From the Hadoop Summit 2015 Session with Ted Dunning:
Just when we thought the last mile problem was solved, the Internet of Things is turning the last mile problem of the consumer internet into the first mile problem of the industrial internet. This inversion impacts every aspect of the design of networked applications. I will show how to use existing Hadoop ecosystem tools, such as Spark, Drill and others, to deal successfully with this inversion. I will present real examples of how data from things leads to real business benefits and describe real techniques for how these examples work.
Talk track: 2nd in series, first was on how to build a simple recommender. This one on anomaly detection is being sold by O’Reilly on Amazon,
but for a limited time MapR is giving away the e-book for free. Here’s the link where you can register to get one.
Ted’s original talk notes: OpenTSDB consists of a Time Series Daemon (TSD) as well as set of command line utilities. Interaction with OpenTSDB is primarily achieved by running one or more of the TSDs. Each TSD is independent. There is no master, no shared state so you can run as many TSDs as required to handle any load you throw at it. Each TSD uses the open source databaseHBase to store and retrieve time-series data. The HBase schema is highly optimized for fast aggregations of similar time series to minimize storage space. Users of the TSD never need to access HBase directly. You can communicate with the TSD via a simple telnet-style protocol, an HTTP API or a simple built-in GUI. All communications happen on the same port (the TSD figures out the protocol of the client by looking at the first few bytes it receives).
Key ideas: Unique row key based on an id for each time series (looked up from a separate look-up table); important part of the efficiency of design is to have each column be a time off-set from the start time shown in the row key. Note that data is stored point-by-point in this wide table design.
Ted’s notes from his original slide:
One technique for increasing the rate at which data can be retrieved from a time series database is to store many values in each row. Doing this allows data points to be retrieved at a higher speed
Because both HBase and MapR-DB store data ordered by the primary key, this design will cause rows containing data from a single time series to wind up near one another on disk. Retrieving data from a particular time series for a time range will involve largely sequential disk operations and therefore will be much faster than would be the case if the rows were widely scattered.
Typically, the time window is adjusted so that 100–1,000 samples are in each row.
Ted’s notes from original slide:
The table design is improved by collapsing all of the data for a row into a single data structure known as a blob. This blob can be highly compressed so that less data needs to be read from disk. Also, having a single column per row decreases the per-column overhead incurred by the on-disk format that HBase uses, which further increases performance.
Data can be progressively converted to the compressed format as soon as it is known that little or no new data is likely to arrive for that time series and time window. Commonly, once the time window ends, new data will only arrive for a few more seconds, and the compression of the data can begin. Since compressed and uncompressed data can coexist in the same row, if a few samples arrive after the row is compressed, the row can simply be compressed again to merge the blob and the late-arriving samples.
Richard: This is based on a figure from Chapter 3 of our book. Point here is to show that with standard Open TSDB, data is loaded into the wide table point-by-point, then pulled out and compressed to blob, then reloaded to form the hybrid table. This is a fairly efficient arrangement. Next slide will show how this is speeded up with the MapR open source extensions.
Here are Ted’s original notes: Since data is inserted in the uncompressed format, the arrival of each data point requires a row update operation to insert the value into the database.
Then read again by the blob maker. Reads are approximately equal to writes. Once data is compressed to blobs, it is again written to the database.
This row update can limit the insertion rate for data to as little as 20,000 data points per second per node in the cluster.
Richard: Also based on a figure from Chapter 3 of book: This slide shows the increased performance using the open source code MapR made open on github. I’ve added the github link. The key differences is that the blob production occurs upstream, before the data is ever loaded into the table. The restart logs are useful so that if there were ever a glitch with the process of compressing data to blobs and insertion, you would not lose the original data. Note that there is still the delay while blobs are made… see explanation in book, chapters 3 and 4.

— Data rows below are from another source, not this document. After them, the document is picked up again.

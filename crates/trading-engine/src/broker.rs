//! Paper broker with crash-safe state persistence.
//!
//! Wraps a [`Ledger`] and an [`OrderExecutor`] behind the [`Broker`]
//! interface. Every execution that changes state writes a full snapshot
//! before returning, so a crash loses at most the call in flight.

use std::collections::HashMap;
use std::path::{Path, PathBuf};
use std::sync::Arc;

use chrono::{DateTime, Utc};
use rust_decimal::Decimal;
use serde::{Deserialize, Serialize};
use tracing::{debug, error, info, warn};
use trading_core::config::{BrokerConfig, ExecutionConfig};
use trading_core::persistence::{read_json, write_json_atomic};
use trading_core::types::{Bar, Fill, Position, Signal, Trade};

use crate::executor::{BarOutcome, ExecutorTrackers, OrderExecutor};
use crate::ledger::Ledger;
use crate::sizing::PositionSizer;

/// Uniform interface over paper and live brokers.
pub trait Broker {
    fn cash(&self) -> Decimal;

    fn positions(&self) -> &HashMap<String, Position>;

    /// Cash plus marked position value.
    fn portfolio_value(&self) -> Decimal;

    /// Evaluate one bar and optional signal for a ticker. Never fails:
    /// rejected orders are logged and reported as not executed. A bar no
    /// newer than the last one processed for the ticker is ignored.
    fn execute_order(
        &mut self,
        ticker: &str,
        bar: &Bar,
        signal: Option<&Signal>,
    ) -> ExecutionReport;

    fn mark_to_market(&mut self, prices: &HashMap<String, Decimal>) -> Decimal;

    fn trade_history(&self) -> &[Fill];

    /// Timestamp of the newest bar executed for `ticker`.
    fn last_processed(&self, ticker: &str) -> Option<DateTime<Utc>>;
}

/// Result of one `execute_order` call.
#[derive(Debug, Clone, Default, PartialEq)]
pub struct ExecutionReport {
    pub executed: bool,
    pub exit_executed: bool,
    pub fills: Vec<Fill>,
    pub trades: Vec<Trade>,
}

impl From<BarOutcome> for ExecutionReport {
    fn from(outcome: BarOutcome) -> Self {
        Self {
            executed: !outcome.fills.is_empty(),
            exit_executed: outcome.exit_executed,
            fills: outcome.fills,
            trades: outcome.trades,
        }
    }
}

/// On-disk broker state.
#[derive(Debug, Clone, PartialEq, Serialize, Deserialize)]
pub struct BrokerSnapshot {
    pub cash: Decimal,
    pub positions: HashMap<String, Position>,
    pub trade_history: Vec<Fill>,
    pub last_updated: DateTime<Utc>,
    #[serde(default)]
    pub trackers: ExecutorTrackers,
    #[serde(default)]
    pub completed_trades: Vec<Trade>,
    #[serde(default)]
    pub realized_pnl: Decimal,
    /// Newest bar timestamp executed per ticker.
    #[serde(default)]
    pub last_processed: HashMap<String, DateTime<Utc>>,
}

pub type TradeHook = Arc<dyn Fn(&Fill) + Send + Sync>;

/// Simulated broker backed by a JSON state file.
pub struct PaperBroker {
    ledger: Ledger,
    executor: OrderExecutor,
    trade_history: Vec<Fill>,
    completed_trades: Vec<Trade>,
    last_processed: HashMap<String, DateTime<Utc>>,
    state_path: Option<PathBuf>,
    hooks: Vec<(String, TradeHook)>,
}

impl PaperBroker {
    /// Load the snapshot at `config.state_path`, or start from
    /// `config.initial_capital` when there is none or it cannot be read.
    pub fn open(
        config: &BrokerConfig,
        execution: ExecutionConfig,
        sizer: Box<dyn PositionSizer>,
    ) -> Self {
        let mut broker = Self::in_memory(config.initial_capital, execution, sizer);
        broker.state_path = Some(config.state_path.clone());

        match read_json::<BrokerSnapshot>(&config.state_path) {
            Ok(Some(snapshot)) => {
                info!(
                    path = %config.state_path.display(),
                    cash = %snapshot.cash,
                    positions = snapshot.positions.len(),
                    fills = snapshot.trade_history.len(),
                    last_updated = %snapshot.last_updated,
                    "Loaded broker state"
                );
                broker.restore(snapshot);
            }
            Ok(None) => {
                info!(
                    path = %config.state_path.display(),
                    initial_capital = %config.initial_capital,
                    "No broker state found, starting fresh"
                );
            }
            Err(e) => {
                error!(
                    path = %config.state_path.display(),
                    error = %e,
                    "Failed to load broker state, starting from initial capital"
                );
            }
        }

        broker
    }

    /// Broker without persistence.
    pub fn in_memory(
        initial_capital: Decimal,
        execution: ExecutionConfig,
        sizer: Box<dyn PositionSizer>,
    ) -> Self {
        Self {
            ledger: Ledger::new(initial_capital),
            executor: OrderExecutor::new(execution, sizer),
            trade_history: Vec::new(),
            completed_trades: Vec::new(),
            last_processed: HashMap::new(),
            state_path: None,
            hooks: Vec::new(),
        }
    }

    pub fn ledger(&self) -> &Ledger {
        &self.ledger
    }

    pub fn executor(&self) -> &OrderExecutor {
        &self.executor
    }

    pub fn completed_trades(&self) -> &[Trade] {
        &self.completed_trades
    }

    pub fn state_path(&self) -> Option<&Path> {
        self.state_path.as_deref()
    }

    /// Register a named hook called for every fill, replacing any hook
    /// with the same name.
    pub fn on_trade<F>(&mut self, name: impl Into<String>, hook: F)
    where
        F: Fn(&Fill) + Send + Sync + 'static,
    {
        let name = name.into();
        self.hooks.retain(|(existing, _)| *existing != name);
        self.hooks.push((name, Arc::new(hook)));
    }

    pub fn remove_hook(&mut self, name: &str) -> bool {
        let before = self.hooks.len();
        self.hooks.retain(|(existing, _)| existing != name);
        self.hooks.len() != before
    }

    pub fn snapshot(&self) -> BrokerSnapshot {
        BrokerSnapshot {
            cash: self.ledger.cash(),
            positions: self.ledger.positions().clone(),
            trade_history: self.trade_history.clone(),
            last_updated: Utc::now(),
            trackers: self.executor.trackers().clone(),
            completed_trades: self.completed_trades.clone(),
            realized_pnl: self.ledger.realized_pnl(),
            last_processed: self.last_processed.clone(),
        }
    }

    /// Write the full state. Failures are logged and the broker carries on
    /// in memory.
    pub fn save(&self) {
        let Some(path) = &self.state_path else {
            return;
        };
        match write_json_atomic(path, &self.snapshot()) {
            Ok(()) => debug!(path = %path.display(), "Broker state saved"),
            Err(e) => error!(
                path = %path.display(),
                error = %e,
                "Failed to persist broker state"
            ),
        }
    }

    fn restore(&mut self, snapshot: BrokerSnapshot) {
        self.ledger = Ledger::restore(snapshot.cash, snapshot.positions, snapshot.realized_pnl);
        self.trade_history = snapshot.trade_history;
        self.completed_trades = snapshot.completed_trades;
        self.last_processed = snapshot.last_processed;

        // Trackers for tickers no longer held are stale
        let mut trackers = snapshot.trackers;
        let held = self.ledger.positions();
        trackers.trailing.retain(|ticker, _| held.contains_key(ticker));
        trackers.entry_dates.retain(|ticker, _| held.contains_key(ticker));
        self.executor.restore_trackers(trackers);
    }
}

impl Broker for PaperBroker {
    fn cash(&self) -> Decimal {
        self.ledger.cash()
    }

    fn positions(&self) -> &HashMap<String, Position> {
        self.ledger.positions()
    }

    fn portfolio_value(&self) -> Decimal {
        self.ledger.total_equity()
    }

    fn execute_order(
        &mut self,
        ticker: &str,
        bar: &Bar,
        signal: Option<&Signal>,
    ) -> ExecutionReport {
        if let Some(last) = self.last_processed(ticker) {
            if bar.timestamp <= last {
                debug!(
                    ticker = %ticker,
                    bar = %bar.timestamp,
                    last_processed = %last,
                    "Bar already processed, ignoring"
                );
                return ExecutionReport::default();
            }
        }

        let trackers_before = self.executor.trackers().trailing.get(ticker).cloned();
        let outcome = self
            .executor
            .process_bar(&mut self.ledger, ticker, bar, signal);
        let trackers_changed =
            self.executor.trackers().trailing.get(ticker) != trackers_before.as_ref();
        self.last_processed.insert(ticker.to_string(), bar.timestamp);

        // A bar that changed nothing replays as a no-op, so it is not saved
        if outcome.fills.is_empty() {
            if trackers_changed {
                self.save();
            }
            if let Some(signal) = signal.filter(|s| s.is_actionable()) {
                debug!(ticker = %ticker, signal = ?signal, "Signal produced no fill");
            }
            return outcome.into();
        }

        self.trade_history.extend(outcome.fills.iter().cloned());
        self.completed_trades.extend(outcome.trades.iter().cloned());
        self.save();

        for fill in &outcome.fills {
            for (name, hook) in &self.hooks {
                debug!(hook = %name, fill_id = %fill.id, "Dispatching trade hook");
                hook(fill);
            }
        }

        info!(
            ticker = %ticker,
            fills = outcome.fills.len(),
            exit = outcome.exit_executed,
            cash = %self.ledger.cash(),
            equity = %self.ledger.total_equity(),
            "Order executed"
        );
        outcome.into()
    }

    fn mark_to_market(&mut self, prices: &HashMap<String, Decimal>) -> Decimal {
        let missing: Vec<&String> = self
            .ledger
            .positions()
            .keys()
            .filter(|ticker| !prices.contains_key(*ticker))
            .collect();
        if !missing.is_empty() {
            warn!(tickers = ?missing, "No price for held positions, using last mark");
        }
        self.ledger.mark_to_market(prices)
    }

    fn trade_history(&self) -> &[Fill] {
        &self.trade_history
    }

    fn last_processed(&self, ticker: &str) -> Option<DateTime<Utc>> {
        self.last_processed.get(ticker).copied()
    }
}
//! Bar history read from per-ticker JSON files.

use std::path::{Path, PathBuf};

use tracing::debug;
use trading_core::persistence::read_json;
use trading_core::types::Bar;
use trading_core::{Error, Result};
use trading_engine::engine::DataSource;

/// Reads `<dir>/<TICKER>.json`, a JSON array of bars.
///
/// The file is re-read on every fetch so an external downloader can refresh
/// it between cycles.
#[derive(Debug, Clone)]
pub struct JsonFileDataSource {
    dir: PathBuf,
}

impl JsonFileDataSource {
    pub fn new(dir: impl Into<PathBuf>) -> Self {
        Self { dir: dir.into() }
    }

    pub fn path_for(&self, ticker: &str) -> PathBuf {
        self.dir.join(format!("{}.json", ticker))
    }

    pub fn dir(&self) -> &Path {
        &self.dir
    }
}

impl DataSource for JsonFileDataSource {
    fn fetch(&self, ticker: &str, lookback: usize) -> Result<Vec<Bar>> {
        let path = self.path_for(ticker);
        let mut bars: Vec<Bar> = read_json(&path)?.ok_or_else(|| {
            Error::data_unavailable(ticker, format!("no data file at {}", path.display()))
        })?;

        bars.sort_by_key(|bar| bar.timestamp);
        if bars.len() > lookback {
            bars.drain(..bars.len() - lookback);
        }

        debug!(ticker = %ticker, bars = bars.len(), "Loaded bars");
        Ok(bars)
    }
}

#[cfg(test)]
mod tests {
    use super::*;
    use chrono::{Duration, TimeZone, Utc};
    use rust_decimal::Decimal;

    fn write_bars(dir: &Path, ticker: &str, count: i64) {
        let start = Utc.with_ymd_and_hms(2024, 1, 1, 0, 0, 0).unwrap();
        // Written newest first to check ordering
        let bars: Vec<Bar> = (0..count)
            .rev()
            .map(|i| {
                let price = Decimal::new(100 + i, 0);
                Bar::new(start + Duration::days(i), price, price, price, price)
            })
            .collect();
        std::fs::write(
            dir.join(format!("{}.json", ticker)),
            serde_json::to_string(&bars).unwrap(),
        )
        .unwrap();
    }

    #[test]
    fn test_fetch_returns_latest_bars_in_order() {
        let dir = tempfile::tempdir().unwrap();
        write_bars(dir.path(), "AAPL", 10);

        let source = JsonFileDataSource::new(dir.path());
        let bars = source.fetch("AAPL", 3).unwrap();
        assert_eq!(bars.len(), 3);
        assert_eq!(bars[0].close, Decimal::new(107, 0));
        assert_eq!(bars[2].close, Decimal::new(109, 0));
    }

    #[test]
    fn test_missing_file_is_data_unavailable() {
        let dir = tempfile::tempdir().unwrap();
        let source = JsonFileDataSource::new(dir.path());
        assert!(matches!(
            source.fetch("NOPE", 5),
            Err(Error::DataUnavailable { .. })
        ));
    }
}
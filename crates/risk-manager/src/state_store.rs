//! File repository for circuit breaker state persistence.

use std::path::{Path, PathBuf};

use tracing::debug;
use trading_core::persistence::{read_json, write_json_atomic};
use trading_core::Result;

use crate::circuit_breaker::CircuitBreakerState;

/// Repository for circuit breaker state persistence.
///
/// The whole state is written on every mutation so that trip status and
/// half-open timers survive a restart.
#[derive(Debug, Clone)]
pub struct JsonStateStore {
    path: PathBuf,
}

impl JsonStateStore {
    /// Create a new repository.
    pub fn new(path: impl Into<PathBuf>) -> Self {
        Self { path: path.into() }
    }

    pub fn path(&self) -> &Path {
        &self.path
    }

    /// Load state from disk.
    pub fn load(&self) -> Result<Option<CircuitBreakerState>> {
        let state: Option<CircuitBreakerState> = read_json(&self.path)?;

        if let Some(ref s) = state {
            debug!(
                path = %self.path.display(),
                state = ?s.state,
                trigger_type = ?s.trigger_type,
                total_losses = %s.total_losses,
                kill_switch_active = s.kill_switch_active,
                "Loaded circuit breaker state"
            );
        }

        Ok(state)
    }

    /// Save state to disk.
    pub fn save(&self, state: &CircuitBreakerState) -> Result<()> {
        write_json_atomic(&self.path, state)?;
        debug!(state = ?state.state, "Saved circuit breaker state");
        Ok(())
    }
}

Richard: Please preserve the rest of the material on fast ingestion with MapR extensions (direct blob loading) for Ted’s talk on Sat. Use this slide as a preview and mention that Ted will be talking about this on Fiday.
Ted’s original notes: the direct blob insertion data flow allows the insertion rate to be increased by as much as roughly 1,000-fold.
How does the direct blob approach get this bump in performance? The essential difference is that the blob maker has been moved into the data flow between the catcher and the NoSQL time series database. This way, the blob maker can use incoming data from a memory cache rather than extracting its input from wide table rows already stored in the storage tier.
the full data stream is only written to the memory cache, which is fast, rather than to the database. Data is not written to the storage tier until it’s compressed into blobs, so writing can be much faster. The number of database operations is decreased by the average number of data points in each of the compressed data blobs. This decrease can easily be a factor in the thousands.